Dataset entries
■ ■ ■ ■ ■

//! Scenario configuration.
//!
//! Every section defaults to the shipped scenario, so a config file only
//! needs the fields it overrides.

use std::f64::consts::{FRAC_PI_2, FRAC_PI_3, PI, TAU};
use std::path::Path;

use glam::DVec3;
use serde::{Deserialize, Serialize};
use tracing::warn;

use crate::constants::*;
use crate::error::Result;

#[derive(Debug, Clone, PartialEq, Serialize, Deserialize)]
#[serde(default)]
pub struct GameConfig {
    /// RNG seed for determinism. Same seed = same game.
    pub seed: u64,
    /// Fixed-step frequency (Hz).
    pub tick_rate: u32,
    pub ship: ShipConfig,
    pub vessels: VesselConfig,
    pub boss: BossConfig,
    pub models: ModelNames,
}

impl Default for GameConfig {
    fn default() -> Self {
        Self {
            seed: 42,
            tick_rate: TICK_RATE,
            ship: ShipConfig::default(),
            vessels: VesselConfig::default(),
            boss: BossConfig::default(),
            models: ModelNames::default(),
        }
    }
}

impl GameConfig {
    pub fn from_json_str(json: &str) -> Result<Self> {
        Ok(serde_json::from_str(json)?)
    }

    pub fn load(path: impl AsRef<Path>) -> Result<Self> {
        let text = std::fs::read_to_string(path)?;
        Self::from_json_str(&text)
    }

    /// Seconds per fixed step. A zero tick rate falls back to the default.
    pub fn dt(&self) -> f64 {
        if self.tick_rate == 0 {
            warn!("tick_rate of 0 is invalid, using {TICK_RATE} Hz");
            return DT;
        }
        1.0 / f64::from(self.tick_rate)
    }
}

#[derive(Debug, Clone, PartialEq, Serialize, Deserialize)]
#[serde(default)]
pub struct ShipConfig {
    pub max_life: f64,
    pub start_position: DVec3,
    /// Inward normal at the start position.
    pub start_forward: DVec3,
    pub angular_speed: f64,
}

impl Default for ShipConfig {
    fn default() -> Self {
        Self {
            max_life: 10.0,
            start_position: DVec3::new(150.0, 0.0, 0.0),
            start_forward: DVec3::new(-1.0, 0.0, 0.0),
            angular_speed: SHIP_ANGULAR_SPEED,
        }
    }
}

#[derive(Debug, Clone, PartialEq, Serialize, Deserialize)]
#[serde(default)]
pub struct VesselConfig {
    pub life: f64,
    /// One vessel is spawned per entry.
    pub spawn_positions: Vec<DVec3>,
}

impl Default for VesselConfig {
    fn default() -> Self {
        Self {
            life: 30.0,
            spawn_positions: vec![
                DVec3::new(-50.0, 30.0, 0.0),
                DVec3::new(-30.0, 50.0, 0.0),
                DVec3::new(-30.0, 50.0, 15.0),
                DVec3::new(-30.0, 50.0, -15.0),
            ],
        }
    }
}

/// Angular rectangle of a boss module (theta and phi ranges in radians).
#[derive(Debug, Clone, Copy, PartialEq, Serialize, Deserialize)]
pub struct ModuleConfig {
    pub theta_range: [f64; 2],
    pub phi_range: [f64; 2],
}

#[derive(Debug, Clone, PartialEq, Serialize, Deserialize)]
#[serde(default)]
pub struct BossConfig {
    pub radius: f64,
    pub module_life: f64,
    pub weapons_per_module: usize,
    pub modules: Vec<ModuleConfig>,
}

impl Default for BossConfig {
    fn default() -> Self {
        let module = |theta_range, phi_range| ModuleConfig {
            theta_range,
            phi_range,
        };
        Self {
            radius: BOSS_RADIUS,
            module_life: MODULE_LIFE,
            weapons_per_module: MODULE_WEAPON_COUNT,
            modules: vec![
                module([0.0, FRAC_PI_3], [0.0, TAU]),
                module([FRAC_PI_3, FRAC_PI_2], [0.0, 3.0 * PI / 4.0]),
                module([FRAC_PI_3, FRAC_PI_2], [3.0 * PI / 4.0, TAU]),
                module([FRAC_PI_2, 2.0 * FRAC_PI_3], [0.0, 2.0 * FRAC_PI_3]),
                module([FRAC_PI_2, 2.0 * FRAC_PI_3], [2.0 * FRAC_PI_3, 4.0 * FRAC_PI_3]),
                module([FRAC_PI_2, 2.0 * FRAC_PI_3], [4.0 * FRAC_PI_3, TAU]),
                module([2.0 * FRAC_PI_3, PI], [0.0, PI]),
                module([2.0 * FRAC_PI_3, PI], [PI, TAU]),
            ],
        }
    }
}

/// Model names handed to the catalog, one per renderable object kind.
#[derive(Debug, Clone, PartialEq, Serialize, Deserialize)]
#[serde(default)]
pub struct ModelNames {
    pub ship: String,
    pub vessel: String,
    pub boss: String,
    pub module: String,
    pub gatling: String,
    pub bullet: String,
}

impl Default for ModelNames {
    fn default() -> Self {
        Self {
            ship: "ship".into(),
            vessel: "miniship".into(),
            boss: "boss".into(),
            module: "module".into(),
            gatling: "gatling".into(),
            bullet: "bullet".into(),
        }
    }
}

impl ModelNames {
    pub fn all(&self) -> [&str; 6] {
        [
            &self.ship,
            &self.vessel,
            &self.boss,
            &self.module,
            &self.gatling,
            &self.bullet,
        ]
    }
}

■ ■ ■ ■ ■

**WHAT TO DO:** The records above must be repeated exactly, every one of them.

**EXERCISE OUTPUT:**
//! Scenario configuration.
//!
//! Every section defaults to the shipped scenario, so a config file only
//! needs the fields it overrides.

use std::f64::consts::{FRAC_PI_2, FRAC_PI_3, PI, TAU};
use std::path::Path;

use glam::DVec3;
use serde::{Deserialize, Serialize};
use tracing::warn;

use crate::constants::*;
use crate::error::Result;

#[derive(Debug, Clone, PartialEq, Serialize, Deserialize)]
#[serde(default)]
pub struct GameConfig {
    /// RNG seed for determinism. Same seed = same game.
    pub seed: u64,
    /// Fixed-step frequency (Hz).
    pub tick_rate: u32,
    pub ship: ShipConfig,
    pub vessels: VesselConfig,
    pub boss: BossConfig,
    pub models: ModelNames,
}

impl Default for GameConfig {
    fn default() -> Self {
        Self {
            seed: 42,
            tick_rate: TICK_RATE,
            ship: ShipConfig::default(),
            vessels: VesselConfig::default(),
            boss: BossConfig::default(),
            models: ModelNames::default(),
        }
    }
}

impl GameConfig {
    pub fn from_json_str(json: &str) -> Result<Self> {
        Ok(serde_json::from_str(json)?)
    }

    pub fn load(path: impl AsRef<Path>) -> Result<Self> {
        let text = std::fs::read_to_string(path)?;
        Self::from_json_str(&text)
    }

    /// Seconds per fixed step. A zero tick rate falls back to the default.
    pub fn dt(&self) -> f64 {
        if self.tick_rate == 0 {
            warn!("tick_rate of 0 is invalid, using {TICK_RATE} Hz");
            return DT;
        }
        1.0 / f64::from(self.tick_rate)
    }
}

#[derive(Debug, Clone, PartialEq, Serialize, Deserialize)]
#[serde(default)]
pub struct ShipConfig {
    pub max_life: f64,
    pub start_position: DVec3,
    /// Inward normal at the start position.
    pub start_forward: DVec3,
    pub angular_speed: f64,
}

impl Default for ShipConfig {
    fn default() -> Self {
        Self {
            max_life: 10.0,
            start_position: DVec3::new(150.0, 0.0, 0.0),
            start_forward: DVec3::new(-1.0, 0.0, 0.0),
            angular_speed: SHIP_ANGULAR_SPEED,
        }
    }
}

#[derive(Debug, Clone, PartialEq, Serialize, Deserialize)]
#[serde(default)]
pub struct VesselConfig {
    pub life: f64,
    /// One vessel is spawned per entry.
    pub spawn_positions: Vec<DVec3>,
}

impl Default for VesselConfig {
    fn default() -> Self {
        Self {
            life: 30.0,
            spawn_positions: vec![
                DVec3::new(-50.0, 30.0, 0.0),
                DVec3::new(-30.0, 50.0, 0.0),
                DVec3::new(-30.0, 50.0, 15.0),
                DVec3::new(-30.0, 50.0, -15.0),
            ],
        }
    }
}

/// Angular rectangle of a boss module (theta and phi ranges in radians).
#[derive(Debug, Clone, Copy, PartialEq, Serialize, Deserialize)]
pub struct ModuleConfig {
    pub theta_range: [f64; 2],
    pub phi_range: [f64; 2],
}

#[derive(Debug, Clone, PartialEq, Serialize, Deserialize)]
#[serde(default)]
pub struct BossConfig {
    pub radius: f64,
    pub module_life: f64,
    pub weapons_per_module: usize,
    pub modules: Vec<ModuleConfig>,
}

impl Default for BossConfig {
    fn default() -> Self {
        let module = |theta_range, phi_range| ModuleConfig {
            theta_range,
            phi_range,
        };
        Self {
            radius: BOSS_RADIUS,
            module_life: MODULE_LIFE,
            weapons_per_module: MODULE_WEAPON_COUNT,
            modules: vec![
                module([0.0, FRAC_PI_3], [0.0, TAU]),
                module([FRAC_PI_3, FRAC_PI_2], [0.0, 3.0 * PI / 4.0]),
                module([FRAC_PI_3, FRAC_PI_2], [3.0 * PI / 4.0, TAU]),
                module([FRAC_PI_2, 2.0 * FRAC_PI_3], [0.0, 2.0 * FRAC_PI_3]),
                module([FRAC_PI_2, 2.0 * FRAC_PI_3], [2.0 * FRAC_PI_3, 4.0 * FRAC_PI_3]),
                module([FRAC_PI_2, 2.0 * FRAC_PI_3], [4.0 * FRAC_PI_3, TAU]),
                module([2.0 * FRAC_PI_3, PI], [0.0, PI]),
                module([2.0 * FRAC_PI_3, PI], [PI, TAU]),
            ],
        }
    }
}

/// Model names handed to the catalog, one per renderable object kind.
#[derive(Debug, Clone, PartialEq, Serialize, Deserialize)]
#[serde(default)]
pub struct ModelNames {
    pub ship: String,
    pub vessel: String,
    pub boss: String,
    pub module: String,
    pub gatling: String,
    pub bullet: String,
}

impl Default for ModelNames {
    fn default() -> Self {
        Self {
            ship: "ship".into(),
            vessel: "miniship".into(),
            boss: "boss".into(),
            module: "module".into(),
            gatling: "gatling".into(),
            bullet: "bullet".into(),
        }
    }
}

impl ModelNames {
    pub fn all(&self) -> [&str; 6] {
        [
            &self.ship,
            &self.vessel,
            &self.boss,
            &self.module,
            &self.gatling,
            &self.bullet,
        ]
    }
}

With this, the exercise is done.